Written by Jyotsna Iyer, a second-year undergraduate student.
Internalized misogyny refers to the misogynistic ideals, practices, or beliefs propagated by women themselves. Misogyny, in simple terms, is prejudice against women. Hence, internalized misogyny involves women imposing sexist attitudes that are demeaning and restricting towards women upon themselves as well as other women.
In a society that is gravely patriarchal, the deep-rootedness of misogynistic ideals in the minds of men and women alike is highly prevalent. While misogyny is a force that oppresses all women, most of them are often unable to completely alienate themselves from these ideals. Submitting to this oppressive structure often seems to be much less difficult than eradicating and unlearning all that is misogynistic.

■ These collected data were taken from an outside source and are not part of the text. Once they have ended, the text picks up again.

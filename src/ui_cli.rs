use std::io::{self, Write};

use crate::app::AppError;
use crate::config::Config;
use crate::contact::{self, ComposeError, JobDetail, JobDetails, MailComposer};
use crate::duct::{CalculatorSession, Recommendation, StepDirection, StepRule};
use crate::i18n::{keys, Translator};
use crate::preferences::PreferenceStore;
use crate::units::{convert_length, AirflowUnit, LengthUnit};

/// 메인 메뉴 선택지를 표현한다.
#[derive(Debug, Clone, Copy, PartialEq, Eq)]
pub enum MenuChoice {
    Ductulator,
    Contact,
    Settings,
    Exit,
}

/// 계산기 화면에서 한 줄 입력이 뜻하는 동작.
#[derive(Debug, Clone, PartialEq, Eq)]
pub enum DuctCommand {
    Press(StepDirection),
    /// 길게 누르기. 첫 스텝 뒤 반복 횟수.
    Hold(StepDirection, usize),
    /// 자유 입력 후 확정
    Enter(String),
    Toggle,
    Quit,
}

/// 길게 누르기에서 횟수를 생략했을 때의 반복 횟수.
const DEFAULT_HOLD_TICKS: usize = 5;

/// 계산기 입력 한 줄을 해석한다.
pub fn parse_duct_command(line: &str) -> DuctCommand {
    let line = line.trim();
    let mut parts = line.split_whitespace();
    let head = parts.next().unwrap_or_default();
    let ticks = parts
        .next()
        .and_then(|n| n.parse::<usize>().ok())
        .unwrap_or(DEFAULT_HOLD_TICKS);
    match head {
        "+" => DuctCommand::Press(StepDirection::More),
        "-" => DuctCommand::Press(StepDirection::Less),
        "++" => DuctCommand::Hold(StepDirection::More, ticks),
        "--" => DuctCommand::Hold(StepDirection::Less, ticks),
        "t" | "T" => DuctCommand::Toggle,
        "q" | "Q" => DuctCommand::Quit,
        _ => DuctCommand::Enter(line.to_string()),
    }
}

/// 천 단위 구분 기호를 넣어 정수로 표기한다.
pub fn format_number(value: f64) -> String {
    let rounded = value.round() as i64;
    let digits = rounded.unsigned_abs().to_string();
    let mut out = String::with_capacity(digits.len() + digits.len() / 3);
    for (i, ch) in digits.chars().enumerate() {
        if i > 0 && (digits.len() - i) % 3 == 0 {
            out.push(',');
        }
        out.push(ch);
    }
    if rounded < 0 {
        out.insert(0, '-');
    }
    out
}

/// 덕트 직경을 표시 단위로 표기한다.
pub fn format_diameter(diameter_in: u32, unit: LengthUnit) -> String {
    let value = convert_length(diameter_in as f64, LengthUnit::Inch, unit);
    format!("{}{}", value.round(), unit.symbol())
}

/// "Min 50 / Max 80,000 cfm / ± 50" 형태의 범위 안내.
pub fn render_range(tr: &Translator, unit: AirflowUnit) -> String {
    let rule = StepRule::for_unit(unit);
    let min = format_number(rule.min);
    let max = format_number(rule.max);
    let step = format_number(rule.step);
    tr.tf(
        keys::DUCT_RANGE,
        &[
            ("min", min.as_str()),
            ("max", max.as_str()),
            ("unit", unit.symbol()),
            ("step", step.as_str()),
        ],
    )
}

/// 추천 3건을 번호를 붙여 여러 줄로 표기한다.
pub fn render_recommendations(
    tr: &Translator,
    recs: &[Recommendation],
    diameter_unit: LengthUnit,
) -> Vec<String> {
    recs.iter()
        .enumerate()
        .flat_map(|(idx, rec)| {
            [
                format!(
                    "{}) {} FPM  {}  {}",
                    idx + 1,
                    format_number(rec.velocity_fpm as f64),
                    format_diameter(rec.duct_diameter_in, diameter_unit),
                    tr.condition_label(rec.condition)
                ),
                format!("   {}", tr.condition_detail(rec.condition)),
            ]
        })
        .collect()
}

/// 메인 메뉴를 표시하고 선택값을 반환한다.
pub fn main_menu(tr: &Translator) -> Result<MenuChoice, AppError> {
    println!("{}", tr.t(keys::MAIN_MENU_TITLE));
    println!("{}  {}", contact::COPYRIGHT, contact::COMPANY_URL);
    println!("{}", tr.t(keys::MAIN_MENU_DUCTULATOR));
    println!("{}", tr.t(keys::MAIN_MENU_CONTACT));
    println!("{}", tr.t(keys::MAIN_MENU_SETTINGS));
    println!("{}", tr.t(keys::MAIN_MENU_EXIT));
    loop {
        let sel = read_line(tr.t(keys::PROMPT_MENU_SELECT))?;
        match sel.trim() {
            "1" => return Ok(MenuChoice::Ductulator),
            "2" => return Ok(MenuChoice::Contact),
            "3" => return Ok(MenuChoice::Settings),
            "0" => return Ok(MenuChoice::Exit),
            _ => println!("{}", tr.t(keys::INVALID_SELECTION_RETRY)),
        }
    }
}

fn print_session<S: PreferenceStore>(
    tr: &Translator,
    cfg: &Config,
    session: &CalculatorSession<S>,
) {
    let unit = session.unit();
    let value = session
        .entry()
        .map(format_number)
        .unwrap_or_else(|| tr.t(keys::DUCT_NO_VALUE).to_string());
    println!(
        "{}",
        tr.tf(keys::DUCT_CURRENT, &[("value", value.as_str()), ("unit", unit.symbol())])
    );
    println!("{}", render_range(tr, unit));
    println!("\n{}", tr.t(keys::DUCT_RECOMMENDATIONS));
    for line in render_recommendations(tr, &session.recommendations(), cfg.diameter_unit) {
        println!("{line}");
    }
}

/// 덕트 계산기 화면을 처리한다. `q`를 입력하면 메인 메뉴로 돌아간다.
pub fn handle_ductulator<S: PreferenceStore>(
    tr: &Translator,
    cfg: &Config,
    session: &mut CalculatorSession<S>,
) -> Result<(), AppError> {
    println!("{}", tr.t(keys::DUCT_HEADING));
    println!("{}", tr.t(keys::DUCT_COMMANDS));
    loop {
        print_session(tr, cfg, session);
        let line = read_line(tr.t(keys::DUCT_PROMPT))?;
        match parse_duct_command(&line) {
            DuctCommand::Press(dir) | DuctCommand::Hold(dir, _) if at_limit(session, dir) => {
                println!("{}", tr.t(keys::DUCT_AT_LIMIT));
            }
            DuctCommand::Press(dir) => session.press(dir),
            DuctCommand::Hold(dir, ticks) => session.long_press(dir, ticks),
            DuctCommand::Enter(text) => {
                session.edit_text(&text);
                session.commit();
            }
            DuctCommand::Toggle => session.toggle_unit(),
            DuctCommand::Quit => return Ok(()),
        }
    }
}

fn at_limit<S: PreferenceStore>(session: &CalculatorSession<S>, dir: StepDirection) -> bool {
    match dir {
        StepDirection::More => !session.can_increase(),
        StepDirection::Less => !session.can_decrease(),
    }
}

/// 견적 문의 메뉴를 처리한다. CFM 항목은 계산기 값으로 미리 채운다.
pub fn handle_contact<C: MailComposer>(
    tr: &Translator,
    cfg: &Config,
    composer: &mut C,
    cfm: Option<f64>,
) -> Result<(), AppError> {
    println!("{}", tr.t(keys::CONTACT_HEADING));
    let mut details = JobDetails::new();
    if let Some(cfm) = cfm {
        details.set(JobDetail::Cfm, format_number(cfm));
    }
    for detail in JobDetail::ALL {
        if details.get(detail).is_some() {
            continue;
        }
        let value = read_line(&tr.tf(keys::CONTACT_PROMPT_DETAIL, &[("detail", detail.title())]))?;
        details.set(detail, value);
    }
    let draft = contact::build_quote_draft(&cfg.contact, &details);
    match contact::open_email(composer, &draft) {
        Ok(()) => Ok(()),
        Err(ComposeError::Unavailable) => {
            println!("{}", tr.t(keys::CONTACT_UNAVAILABLE));
            Ok(())
        }
        Err(err) => Err(err.into()),
    }
}

/// 설정 메뉴를 처리한다. 변경이 있으면 true.
pub fn handle_settings(tr: &Translator, cfg: &mut Config) -> Result<bool, AppError> {
    println!("{}", tr.t(keys::SETTINGS_HEADING));
    let diameter = match cfg.diameter_unit {
        LengthUnit::Inch => "in",
        LengthUnit::Millimeter => "mm",
    };
    println!(
        "{}",
        tr.tf(
            keys::SETTINGS_CURRENT,
            &[("unit", cfg.default_unit.symbol()), ("diameter", diameter)]
        )
    );
    println!("{}", tr.t(keys::SETTINGS_OPTIONS));
    let sel = read_line(tr.t(keys::SETTINGS_PROMPT_CHANGE))?;
    match sel.trim() {
        "" => return Ok(false),
        "1" => cfg.default_unit = AirflowUnit::Cfm,
        "2" => cfg.default_unit = AirflowUnit::Tonnage,
        "3" => cfg.diameter_unit = LengthUnit::Inch,
        "4" => cfg.diameter_unit = LengthUnit::Millimeter,
        _ => {
            println!("{}", tr.t(keys::SETTINGS_INVALID));
            return Ok(false);
        }
    }
    println!("{}", tr.t(keys::SETTINGS_SAVED));
    Ok(true)
}

fn read_line(prompt: &str) -> Result<String, AppError> {
    print!("{prompt}");
    io::stdout().flush().map_err(AppError::Io)?;
    let mut buf = String::new();
    let n = io::stdin().read_line(&mut buf).map_err(AppError::Io)?;
    if n == 0 {
        return Err(AppError::InputClosed);
    }
    Ok(buf)
}

#[cfg(test)]
mod tests {
    use super::*;

    #[test]
    fn commands_are_parsed() {
        assert_eq!(parse_duct_command("+\n"), DuctCommand::Press(StepDirection::More));
        assert_eq!(
            parse_duct_command("-- 3"),
            DuctCommand::Hold(StepDirection::Less, 3)
        );
        assert_eq!(
            parse_duct_command("++"),
            DuctCommand::Hold(StepDirection::More, DEFAULT_HOLD_TICKS)
        );
        assert_eq!(parse_duct_command(" 1200 "), DuctCommand::Enter("1200".into()));
        assert_eq!(parse_duct_command(""), DuctCommand::Enter(String::new()));
    }

    #[test]
    fn numbers_get_thousands_separators() {
        assert_eq!(format_number(80_000.0), "80,000");
        assert_eq!(format_number(50.0), "50");
        assert_eq!(format_number(1_234_567.0), "1,234,567");
    }

    #[test]
    fn diameter_in_millimetres() {
        assert_eq!(format_diameter(12, LengthUnit::Inch), "12\"");
        assert_eq!(format_diameter(4, LengthUnit::Millimeter), "102 mm");
    }
}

This is how internalized misogyny stems in a patriarchal society. Internalized misogyny can perpetuate in two major ways. First, women accept the patriarchal norms to be right as they are and abide by them. In this case, they also impose these norms on other women and chide those who refuse to abide by these norms often. This could include situations where some mothers tend to teach their daughters to be the ‘ideal woman’ by not speaking up against patriarchy, not engaging in typically ‘masculine’ behavior, and not wearing certain kinds of clothes. Second, women fall prey to the “I’m not like other girls/ women” trope.
In this case, women tend to accept that whatever is typically seen as feminine is inferior. Hence, they feel the need to alienate themselves from other women in order to stand out or be accepted in a patriarchal society. Whichever be the case, internalized misogyny involves women validating patriarchy either in the form of oppressive gender norms or in the form of stereotypes. Internalized misogyny is noticed not only in grown women but in periods as early as childhood. Not wearing a pink dress even though you wanted to, because it’s “too girly” is an instance of internalized misogyny that is a part of the teenage of a lot of girls.
Similarly, being considered “one of the guys” by boys/ men are often considered to be a compliment by a lot of young girls and women. The question here remains if it is right to be in a position where girls have to alienate themselves from ‘other girls’ and push each other down in order to be valued.
The answer is a clear no. Gender is a part of one’s identity, and equal society cannot be achieved if women themselves feel the need to disrespect a part of their own identity. Hence, it is time we think about the subtlest shades of patriarchy that still reside in our minds in the form of internal misogyny and work to root them out.